_EXERCISE INSTRUCTIONS_.
The expected output is every entry, copied exactly.

(Collected data entries)
# # # # # # #

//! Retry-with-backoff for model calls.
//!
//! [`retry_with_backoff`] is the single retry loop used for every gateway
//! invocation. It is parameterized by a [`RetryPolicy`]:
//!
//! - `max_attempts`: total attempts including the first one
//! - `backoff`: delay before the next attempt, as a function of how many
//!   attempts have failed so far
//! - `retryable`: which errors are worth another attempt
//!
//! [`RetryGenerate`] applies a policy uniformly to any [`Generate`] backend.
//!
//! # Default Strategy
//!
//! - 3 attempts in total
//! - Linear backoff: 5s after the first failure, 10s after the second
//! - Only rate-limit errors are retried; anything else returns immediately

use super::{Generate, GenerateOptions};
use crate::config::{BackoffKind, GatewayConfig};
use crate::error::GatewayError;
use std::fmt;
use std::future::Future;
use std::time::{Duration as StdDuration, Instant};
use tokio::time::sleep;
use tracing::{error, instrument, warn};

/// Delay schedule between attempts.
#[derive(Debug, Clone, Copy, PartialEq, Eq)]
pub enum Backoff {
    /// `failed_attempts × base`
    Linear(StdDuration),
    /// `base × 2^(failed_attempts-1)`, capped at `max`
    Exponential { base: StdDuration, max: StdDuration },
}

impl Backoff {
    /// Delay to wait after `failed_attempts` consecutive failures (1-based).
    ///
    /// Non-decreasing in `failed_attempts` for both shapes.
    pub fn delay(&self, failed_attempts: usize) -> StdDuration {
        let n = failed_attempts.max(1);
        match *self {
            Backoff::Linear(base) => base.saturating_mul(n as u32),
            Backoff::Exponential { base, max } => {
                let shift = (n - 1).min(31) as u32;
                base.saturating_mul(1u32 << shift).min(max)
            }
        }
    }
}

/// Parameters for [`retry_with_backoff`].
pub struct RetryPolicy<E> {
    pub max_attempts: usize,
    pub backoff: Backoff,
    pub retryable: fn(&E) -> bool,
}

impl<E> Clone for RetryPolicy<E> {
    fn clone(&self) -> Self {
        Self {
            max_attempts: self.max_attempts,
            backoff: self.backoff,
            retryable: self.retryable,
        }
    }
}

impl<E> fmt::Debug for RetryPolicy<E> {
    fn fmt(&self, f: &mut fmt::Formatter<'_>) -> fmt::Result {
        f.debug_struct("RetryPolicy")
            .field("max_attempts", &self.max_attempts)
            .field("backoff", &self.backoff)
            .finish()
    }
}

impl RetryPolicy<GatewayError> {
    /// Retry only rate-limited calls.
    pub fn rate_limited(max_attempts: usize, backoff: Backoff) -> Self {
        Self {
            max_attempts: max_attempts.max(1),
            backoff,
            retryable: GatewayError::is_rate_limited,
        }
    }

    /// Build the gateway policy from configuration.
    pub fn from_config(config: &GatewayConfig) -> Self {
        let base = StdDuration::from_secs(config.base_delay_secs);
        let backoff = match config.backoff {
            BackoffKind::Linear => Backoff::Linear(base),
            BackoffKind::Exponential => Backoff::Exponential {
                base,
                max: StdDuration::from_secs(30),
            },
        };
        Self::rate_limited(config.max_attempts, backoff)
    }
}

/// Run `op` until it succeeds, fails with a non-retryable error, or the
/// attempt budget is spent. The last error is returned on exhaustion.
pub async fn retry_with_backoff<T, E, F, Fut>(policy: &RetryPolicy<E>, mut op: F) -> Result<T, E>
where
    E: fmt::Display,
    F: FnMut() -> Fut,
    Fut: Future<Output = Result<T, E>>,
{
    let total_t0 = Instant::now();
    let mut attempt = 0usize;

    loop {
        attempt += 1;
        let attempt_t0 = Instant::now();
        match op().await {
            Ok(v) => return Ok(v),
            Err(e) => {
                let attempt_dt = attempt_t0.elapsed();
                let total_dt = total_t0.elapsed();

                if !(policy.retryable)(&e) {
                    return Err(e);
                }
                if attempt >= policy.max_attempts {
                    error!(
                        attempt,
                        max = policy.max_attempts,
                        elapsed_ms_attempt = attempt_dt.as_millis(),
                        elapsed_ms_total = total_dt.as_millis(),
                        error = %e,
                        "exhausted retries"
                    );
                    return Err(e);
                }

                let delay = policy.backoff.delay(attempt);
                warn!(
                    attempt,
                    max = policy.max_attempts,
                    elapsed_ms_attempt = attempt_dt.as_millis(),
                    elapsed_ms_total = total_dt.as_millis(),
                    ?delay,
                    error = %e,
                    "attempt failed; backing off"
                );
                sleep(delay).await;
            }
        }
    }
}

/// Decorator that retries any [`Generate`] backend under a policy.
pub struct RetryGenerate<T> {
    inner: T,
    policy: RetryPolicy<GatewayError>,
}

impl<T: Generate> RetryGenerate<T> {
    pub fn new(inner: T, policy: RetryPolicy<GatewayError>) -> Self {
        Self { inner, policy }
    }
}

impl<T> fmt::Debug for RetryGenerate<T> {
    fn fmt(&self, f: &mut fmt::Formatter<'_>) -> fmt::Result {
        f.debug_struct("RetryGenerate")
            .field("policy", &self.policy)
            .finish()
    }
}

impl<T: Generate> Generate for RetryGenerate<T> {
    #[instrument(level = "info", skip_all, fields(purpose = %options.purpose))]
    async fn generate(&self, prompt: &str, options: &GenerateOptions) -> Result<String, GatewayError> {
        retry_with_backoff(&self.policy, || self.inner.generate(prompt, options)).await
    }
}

# # # # # # #

_SOLUTION TO THE PROBLEM_.
//! Retry-with-backoff for model calls.
//!
//! [`retry_with_backoff`] is the single retry loop used for every gateway
//! invocation. It is parameterized by a [`RetryPolicy`]:
//!
//! - `max_attempts`: total attempts including the first one
//! - `backoff`: delay before the next attempt, as a function of how many
//!   attempts have failed so far
//! - `retryable`: which errors are worth another attempt
//!
//! [`RetryGenerate`] applies a policy uniformly to any [`Generate`] backend.
//!
//! # Default Strategy
//!
//! - 3 attempts in total
//! - Linear backoff: 5s after the first failure, 10s after the second
//! - Only rate-limit errors are retried; anything else returns immediately

use super::{Generate, GenerateOptions};
use crate::config::{BackoffKind, GatewayConfig};
use crate::error::GatewayError;
use std::fmt;
use std::future::Future;
use std::time::{Duration as StdDuration, Instant};
use tokio::time::sleep;
use tracing::{error, instrument, warn};

/// Delay schedule between attempts.
#[derive(Debug, Clone, Copy, PartialEq, Eq)]
pub enum Backoff {
    /// `failed_attempts × base`
    Linear(StdDuration),
    /// `base × 2^(failed_attempts-1)`, capped at `max`
    Exponential { base: StdDuration, max: StdDuration },
}

impl Backoff {
    /// Delay to wait after `failed_attempts` consecutive failures (1-based).
    ///
    /// Non-decreasing in `failed_attempts` for both shapes.
    pub fn delay(&self, failed_attempts: usize) -> StdDuration {
        let n = failed_attempts.max(1);
        match *self {
            Backoff::Linear(base) => base.saturating_mul(n as u32),
            Backoff::Exponential { base, max } => {
                let shift = (n - 1).min(31) as u32;
                base.saturating_mul(1u32 << shift).min(max)
            }
        }
    }
}

/// Parameters for [`retry_with_backoff`].
pub struct RetryPolicy<E> {
    pub max_attempts: usize,
    pub backoff: Backoff,
    pub retryable: fn(&E) -> bool,
}

impl<E> Clone for RetryPolicy<E> {
    fn clone(&self) -> Self {
        Self {
            max_attempts: self.max_attempts,
            backoff: self.backoff,
            retryable: self.retryable,
        }
    }
}

impl<E> fmt::Debug for RetryPolicy<E> {
    fn fmt(&self, f: &mut fmt::Formatter<'_>) -> fmt::Result {
        f.debug_struct("RetryPolicy")
            .field("max_attempts", &self.max_attempts)
            .field("backoff", &self.backoff)
            .finish()
    }
}

impl RetryPolicy<GatewayError> {
    /// Retry only rate-limited calls.
    pub fn rate_limited(max_attempts: usize, backoff: Backoff) -> Self {
        Self {
            max_attempts: max_attempts.max(1),
            backoff,
            retryable: GatewayError::is_rate_limited,
        }
    }

    /// Build the gateway policy from configuration.
    pub fn from_config(config: &GatewayConfig) -> Self {
        let base = StdDuration::from_secs(config.base_delay_secs);
        let backoff = match config.backoff {
            BackoffKind::Linear => Backoff::Linear(base),
            BackoffKind::Exponential => Backoff::Exponential {
                base,
                max: StdDuration::from_secs(30),
            },
        };
        Self::rate_limited(config.max_attempts, backoff)
    }
}

/// Run `op` until it succeeds, fails with a non-retryable error, or the
/// attempt budget is spent. The last error is returned on exhaustion.
pub async fn retry_with_backoff<T, E, F, Fut>(policy: &RetryPolicy<E>, mut op: F) -> Result<T, E>
where
    E: fmt::Display,
    F: FnMut() -> Fut,
    Fut: Future<Output = Result<T, E>>,
{
    let total_t0 = Instant::now();
    let mut attempt = 0usize;

    loop {
        attempt += 1;
        let attempt_t0 = Instant::now();
        match op().await {
            Ok(v) => return Ok(v),
            Err(e) => {
                let attempt_dt = attempt_t0.elapsed();
                let total_dt = total_t0.elapsed();

                if !(policy.retryable)(&e) {
                    return Err(e);
                }
                if attempt >= policy.max_attempts {
                    error!(
                        attempt,
                        max = policy.max_attempts,
                        elapsed_ms_attempt = attempt_dt.as_millis(),
                        elapsed_ms_total = total_dt.as_millis(),
                        error = %e,
                        "exhausted retries"
                    );
                    return Err(e);
                }

                let delay = policy.backoff.delay(attempt);
                warn!(
                    attempt,
                    max = policy.max_attempts,
                    elapsed_ms_attempt = attempt_dt.as_millis(),
                    elapsed_ms_total = total_dt.as_millis(),
                    ?delay,
                    error = %e,
                    "attempt failed; backing off"
                );
                sleep(delay).await;
            }
        }
    }
}

/// Decorator that retries any [`Generate`] backend under a policy.
pub struct RetryGenerate<T> {
    inner: T,
    policy: RetryPolicy<GatewayError>,
}

impl<T: Generate> RetryGenerate<T> {
    pub fn new(inner: T, policy: RetryPolicy<GatewayError>) -> Self {
        Self { inner, policy }
    }
}

impl<T> fmt::Debug for RetryGenerate<T> {
    fn fmt(&self, f: &mut fmt::Formatter<'_>) -> fmt::Result {
        f.debug_struct("RetryGenerate")
            .field("policy", &self.policy)
            .finish()
    }
}

impl<T: Generate> Generate for RetryGenerate<T> {
    #[instrument(level = "info", skip_all, fields(purpose = %options.purpose))]
    async fn generate(&self, prompt: &str, options: &GenerateOptions) -> Result<String, GatewayError> {
        retry_with_backoff(&self.policy, || self.inner.generate(prompt, options)).await
    }
}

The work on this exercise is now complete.